Tommy Wiseau is not, in any sense, an easy interview. I got in touch with him through his website, after which a man named John, the “administrator” of Wiseau Films, requested that I write up all the questions I intended to ask Wiseau during our interview. I emailed back a long and, I hoped, thoughtful email explaining why I did not work that way and why I preferred to meet and simply have a conversation. Unmoved, John, whose bludgeoned English (“Does your peace is for print or/and on line viewing?”) bore a telling resemblance to that of one T. Wiseau, emailed back a request to submit my interview questions beforehand. I made another, equally thoughtful argument as to why I did not want to do that. John responded with another, identical request to submit my interview questions. So I did. A few days later I was apprised of the time and place where Wiseau and I would meet.

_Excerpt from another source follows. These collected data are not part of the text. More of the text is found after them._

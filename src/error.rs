use thiserror::Error;

use crate::database::VectorStoreError;
use crate::document::DocumentError;

#[derive(Error, Debug)]
pub enum PayslipError {
    #[error(transparent)]
    Document(#[from] DocumentError),
    #[error("Model call failed: {0}")]
    Model(#[from] anyhow::Error),
    #[error("Vector store error: {0}")]
    Store(#[from] VectorStoreError),
    #[error("{0}")]
    InvalidInput(String),
    #[error("{0}")]
    NotFound(String),
}

pub type Result<T> = std::result::Result<T, PayslipError>;
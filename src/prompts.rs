use serde::{Deserialize, Serialize};
use std::fs;
use std::path::Path;

use crate::config::ConfigError;

/// Prompt texts used by the payslip services.
///
/// Every field falls back to its built-in default, so a prompts file only
/// needs the entries it wants to change.
#[derive(Debug, Clone, PartialEq, Serialize, Deserialize)]
#[serde(default)]
pub struct PromptConfig {
    pub system_extraction: String,
    pub user_extraction: String,
    pub system_compare: String,
    pub user_compare: String,
    pub system_ask: String,
    pub user_ask: String,
}

impl Default for PromptConfig {
    fn default() -> Self {
        Self {
            system_extraction: DEFAULT_SYSTEM_EXTRACTION.to_string(),
            user_extraction: DEFAULT_USER_EXTRACTION.to_string(),
            system_compare: DEFAULT_SYSTEM_COMPARE.to_string(),
            user_compare: DEFAULT_USER_COMPARE.to_string(),
            system_ask: DEFAULT_SYSTEM_ASK.to_string(),
            user_ask: DEFAULT_USER_ASK.to_string(),
        }
    }
}

impl PromptConfig {
    pub fn from_json(json_str: &str) -> Result<Self, serde_json::Error> {
        serde_json::from_str(json_str)
    }

    pub fn from_file(path: impl AsRef<Path>) -> Result<Self, ConfigError> {
        let path = path.as_ref();
        let prompts_error = |reason: String| ConfigError::Prompts {
            path: path.display().to_string(),
            reason,
        };

        let content = fs::read_to_string(path).map_err(|e| prompts_error(e.to_string()))?;
        let prompts = Self::from_json(&content).map_err(|e| prompts_error(e.to_string()))?;
        log::info!("Loaded prompts from {}", path.display());
        Ok(prompts)
    }
}

/// Fills `{name}` placeholders. Unknown placeholders are left untouched.
pub fn render(template: &str, values: &[(&str, &str)]) -> String {
    values
        .iter()
        .fold(template.to_string(), |text, (name, value)| {
            text.replace(&format!("{{{}}}", name), value)
        })
}

const DEFAULT_SYSTEM_EXTRACTION: &str = "You are a payroll document parser. \
You read Belgian payslips and return the data they contain as a single JSON object. \
Use exactly the field names you are given, ISO dates (YYYY-MM-DD) and plain decimal numbers without currency symbols. \
Use null for anything the document does not show. Never invent values. Return JSON only.";

const DEFAULT_USER_EXTRACTION: &str = r#"Extract the payslip into this JSON structure:
{
  "personal": {"name": "", "nationalId": "", "maritalStatus": "", "dependents": 0, "address": ""},
  "employer": {"name": "", "employerNumber": "", "address": ""},
  "employment": {"employeeNumber": "", "jobTitle": "", "status": "", "payCategory": "", "baseMonthlySalary": 0},
  "period": {"periodStart": "YYYY-MM-DD", "periodEnd": "YYYY-MM-DD", "payDate": "YYYY-MM-DD", "currency": "EUR"},
  "financial": {"gross": 0, "taxable": 0, "socialSecurity": 0, "withholdingTax": 0, "net": 0, "paymentIban": "", "paymentBic": ""},
  "extras": {
    "mealVoucherContributionEmployer": 0,
    "mealVoucherContributionEmployee": 0,
    "mealVoucherCount": 0,
    "benefits": [{"code": "", "label": "", "category": "", "amount": 0, "direction": "EARNING|DEDUCTION", "taxable": false}]
  }
}"#;

const DEFAULT_SYSTEM_COMPARE: &str = "You are a payroll assistant explaining the differences between two payslips of the same employee. \
The comparison you receive was computed exactly; rely on it for every number and do not recompute amounts. \
Explain each relevant change in plain language, mention the amounts with their currency and keep the answer short.";

const DEFAULT_USER_COMPARE: &str = r#"Question: {question}

Employee number: {employeeNumber}
National ID: {nationalId}

Previous payslip ({previousMonthKey}):
{previousPayslip}

Current payslip ({currentMonthKey}):
{currentPayslip}

Computed comparison:
{comparison}"#;

const DEFAULT_SYSTEM_ASK: &str = "You are a payroll assistant answering questions about a single payslip. \
Answer only from the context you are given, which contains sections of the payslip and payroll definitions. \
If the context does not contain the answer, say so. Cite the document ids you used between square brackets.";

const DEFAULT_USER_ASK: &str = r#"Context:
{context}

Available document ids: {citations}

Question: {question}"#;

#[cfg(test)]
mod tests {
    use super::*;

    #[test]
    fn test_render_replaces_placeholders() {
        let text = render(
            "Q: {question} ({question}) {missing}",
            &[("question", "why?")],
        );
        assert_eq!(text, "Q: why? (why?) {missing}");
    }

    #[test]
    fn test_partial_override_keeps_defaults() {
        let prompts = PromptConfig::from_json(r#"{"system_ask": "Be brief."}"#).unwrap();
        assert_eq!(prompts.system_ask, "Be brief.");
        assert_eq!(prompts.user_ask, PromptConfig::default().user_ask);
    }

    #[test]
    fn test_default_templates_carry_placeholders() {
        let prompts = PromptConfig::default();
        for name in ["{context}", "{citations}", "{question}"] {
            assert!(prompts.user_ask.contains(name), "missing {}", name);
        }
        for name in ["{previousPayslip}", "{currentPayslip}", "{comparison}"] {
            assert!(prompts.user_compare.contains(name), "missing {}", name);
        }
    }

    #[test]
    fn test_missing_file_is_config_error() {
        let err = PromptConfig::from_file("/nonexistent/prompts.json").unwrap_err();
        assert!(matches!(err, ConfigError::Prompts { .. }));
    }
}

Although the address John gave me turned out to be wrong, I managed to find the appointed Beverly Hills delicatessen. Wiseau, riding shotgun and exactly on time, pulled up to the deli in a silver SUV, a THEROOMMOVIE.COM decal on the rear passenger-side window.
His flyaway hair looked as though it had been soaked in printer ink and I had not seen skin so pale outside of Edmonton, Alberta, in February. His lips were nearly colorless, his jaw as large and square as a shovel. He was wearing a heavy green jacket that looked too warm for Los Angeles in September, dun-colored cargo pants with a complicatedly studded belt, and combat
boots. The overall effect was that of a vampire who had joined the Merchant Marines. Wiseau took off his jacket once we sat down, revealing a black tank top identical to one Johnny dons briefly in
The Room
.Wiseau had been in anatomy-model shape at the time of
The Room
's filming; he remained so today.
One of my first questions concerned the mysterious John. I asked Wiseau if he was “a young Hollywood-assistant-type.”
“You may say that,” Wiseau said. “He's doing... freelance. He has limited hours.” He laughed, all but admitting the ruse.
After some initial chitchat, I asked Wiseau if he had any friends he could put me in touch with. Someone, I said, who could help me fill out the personal side of Tommy Wiseau.
“I have dozens of friends,” Wiseau said. “But this is your job. It's not my job to suggest.”
“But I don't know your friends.”
“I'm not here to say ‘Talk to this person about me.' That's nonsense.”
This was, I told Wiseau, fairly standard procedure.
“I'm against that. You know, this is your... you're a journalist.”
“But I'm not a private investigator.”
“You don't need to be a private investigator. You can go to screening, you can talk to many people about
The Room
, about me, whatever.” He shrugged. “You can go in so many different angles, if you ask me.”
By this Wiseau meant one angle, as he refuses to answer any questions about his personal life. Nevertheless, I made a few anemic lunges. The intensity of the scorn the film heaps upon Lisa—and, it must be said, women in general—has led many to assume that
The Room
is Wiseau's revenge upon a former lover. When I asked about this, Wiseau replied with the same answer he had given many journalists—that
The Room
is a perfect mirror of human experience and that in everyone's life there are many Lisas
and Johnnys and Dennys, etc.—but he did claim that he used to be married and had once lived in San Francisco. That was as deep as he was willing to let me go.